**TASK INSTRUCTIONS:**
In the entries below, find each line bearing the string "means" and copy it.

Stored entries
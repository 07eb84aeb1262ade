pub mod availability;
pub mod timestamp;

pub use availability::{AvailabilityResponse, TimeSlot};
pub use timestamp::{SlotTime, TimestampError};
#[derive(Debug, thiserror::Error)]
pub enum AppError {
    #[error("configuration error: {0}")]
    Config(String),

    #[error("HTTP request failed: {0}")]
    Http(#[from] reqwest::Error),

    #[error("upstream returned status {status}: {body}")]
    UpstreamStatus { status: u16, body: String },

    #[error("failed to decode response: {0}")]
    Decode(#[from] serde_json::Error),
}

...

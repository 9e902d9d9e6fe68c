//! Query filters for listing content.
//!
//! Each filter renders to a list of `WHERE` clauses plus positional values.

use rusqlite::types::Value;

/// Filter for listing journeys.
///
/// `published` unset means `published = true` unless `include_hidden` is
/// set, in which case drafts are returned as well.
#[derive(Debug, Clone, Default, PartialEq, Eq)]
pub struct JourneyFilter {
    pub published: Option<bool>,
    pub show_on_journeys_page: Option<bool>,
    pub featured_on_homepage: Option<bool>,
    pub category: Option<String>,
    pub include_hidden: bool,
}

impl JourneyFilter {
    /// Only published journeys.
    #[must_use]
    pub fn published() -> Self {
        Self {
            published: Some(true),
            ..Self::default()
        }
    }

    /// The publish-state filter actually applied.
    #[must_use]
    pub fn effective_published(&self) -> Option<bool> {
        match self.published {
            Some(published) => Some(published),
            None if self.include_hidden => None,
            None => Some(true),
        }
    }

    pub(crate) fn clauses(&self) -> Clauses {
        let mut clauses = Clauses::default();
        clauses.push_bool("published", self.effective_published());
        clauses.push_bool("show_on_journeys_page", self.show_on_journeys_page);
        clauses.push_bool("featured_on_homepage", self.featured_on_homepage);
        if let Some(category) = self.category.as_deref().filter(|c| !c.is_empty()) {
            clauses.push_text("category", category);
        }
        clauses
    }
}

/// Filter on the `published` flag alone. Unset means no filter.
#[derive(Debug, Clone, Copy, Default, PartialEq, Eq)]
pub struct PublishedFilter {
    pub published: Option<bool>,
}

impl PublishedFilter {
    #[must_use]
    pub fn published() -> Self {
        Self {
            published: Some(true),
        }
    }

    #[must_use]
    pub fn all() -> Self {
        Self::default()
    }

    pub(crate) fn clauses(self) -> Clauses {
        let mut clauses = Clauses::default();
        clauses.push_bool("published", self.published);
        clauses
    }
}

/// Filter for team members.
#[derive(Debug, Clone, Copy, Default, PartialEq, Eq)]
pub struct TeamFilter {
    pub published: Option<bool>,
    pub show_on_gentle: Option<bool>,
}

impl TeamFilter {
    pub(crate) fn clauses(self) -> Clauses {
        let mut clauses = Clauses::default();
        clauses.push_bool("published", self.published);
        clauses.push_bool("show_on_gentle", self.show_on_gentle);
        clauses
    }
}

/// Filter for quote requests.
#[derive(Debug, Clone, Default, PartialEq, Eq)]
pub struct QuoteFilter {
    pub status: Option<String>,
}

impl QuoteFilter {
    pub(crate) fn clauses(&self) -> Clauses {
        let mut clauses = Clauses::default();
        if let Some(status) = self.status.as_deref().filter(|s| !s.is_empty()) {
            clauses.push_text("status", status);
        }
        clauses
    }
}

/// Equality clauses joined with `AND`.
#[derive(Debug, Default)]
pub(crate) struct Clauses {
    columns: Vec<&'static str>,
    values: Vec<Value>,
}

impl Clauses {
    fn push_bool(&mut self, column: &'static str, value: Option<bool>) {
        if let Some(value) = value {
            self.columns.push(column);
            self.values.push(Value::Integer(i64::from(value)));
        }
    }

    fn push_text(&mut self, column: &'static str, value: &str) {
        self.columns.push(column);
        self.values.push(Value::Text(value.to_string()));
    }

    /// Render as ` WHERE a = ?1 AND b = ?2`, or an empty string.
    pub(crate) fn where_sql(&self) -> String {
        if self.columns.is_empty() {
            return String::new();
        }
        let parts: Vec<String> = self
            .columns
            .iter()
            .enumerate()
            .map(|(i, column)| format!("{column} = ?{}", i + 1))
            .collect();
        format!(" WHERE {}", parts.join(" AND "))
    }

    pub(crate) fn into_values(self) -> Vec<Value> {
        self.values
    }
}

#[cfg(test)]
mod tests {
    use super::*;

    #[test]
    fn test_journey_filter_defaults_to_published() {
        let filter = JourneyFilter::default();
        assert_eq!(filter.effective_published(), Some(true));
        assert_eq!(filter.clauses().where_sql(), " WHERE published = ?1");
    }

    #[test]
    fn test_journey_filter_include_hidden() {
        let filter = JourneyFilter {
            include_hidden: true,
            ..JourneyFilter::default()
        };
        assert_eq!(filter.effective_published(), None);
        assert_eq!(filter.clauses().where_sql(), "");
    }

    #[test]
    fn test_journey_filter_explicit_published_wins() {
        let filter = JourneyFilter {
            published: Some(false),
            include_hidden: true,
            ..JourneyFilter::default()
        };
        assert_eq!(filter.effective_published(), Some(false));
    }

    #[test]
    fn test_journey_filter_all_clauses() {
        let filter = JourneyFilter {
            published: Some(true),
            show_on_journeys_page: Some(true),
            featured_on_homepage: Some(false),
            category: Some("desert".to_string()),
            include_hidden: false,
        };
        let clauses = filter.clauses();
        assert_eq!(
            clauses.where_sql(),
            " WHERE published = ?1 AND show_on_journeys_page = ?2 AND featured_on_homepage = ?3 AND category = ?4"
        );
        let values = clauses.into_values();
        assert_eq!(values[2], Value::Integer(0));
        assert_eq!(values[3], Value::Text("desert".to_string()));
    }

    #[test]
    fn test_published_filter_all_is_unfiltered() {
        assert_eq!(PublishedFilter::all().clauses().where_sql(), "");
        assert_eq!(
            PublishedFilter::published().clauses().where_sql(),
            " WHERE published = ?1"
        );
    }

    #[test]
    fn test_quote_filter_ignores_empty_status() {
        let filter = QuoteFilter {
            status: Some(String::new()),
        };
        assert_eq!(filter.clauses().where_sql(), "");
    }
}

**YOUR RESPONSE:**
/// `published` unset means `published = true` unless `include_hidden` is
/// Filter on the `published` flag alone. Unset means no filter.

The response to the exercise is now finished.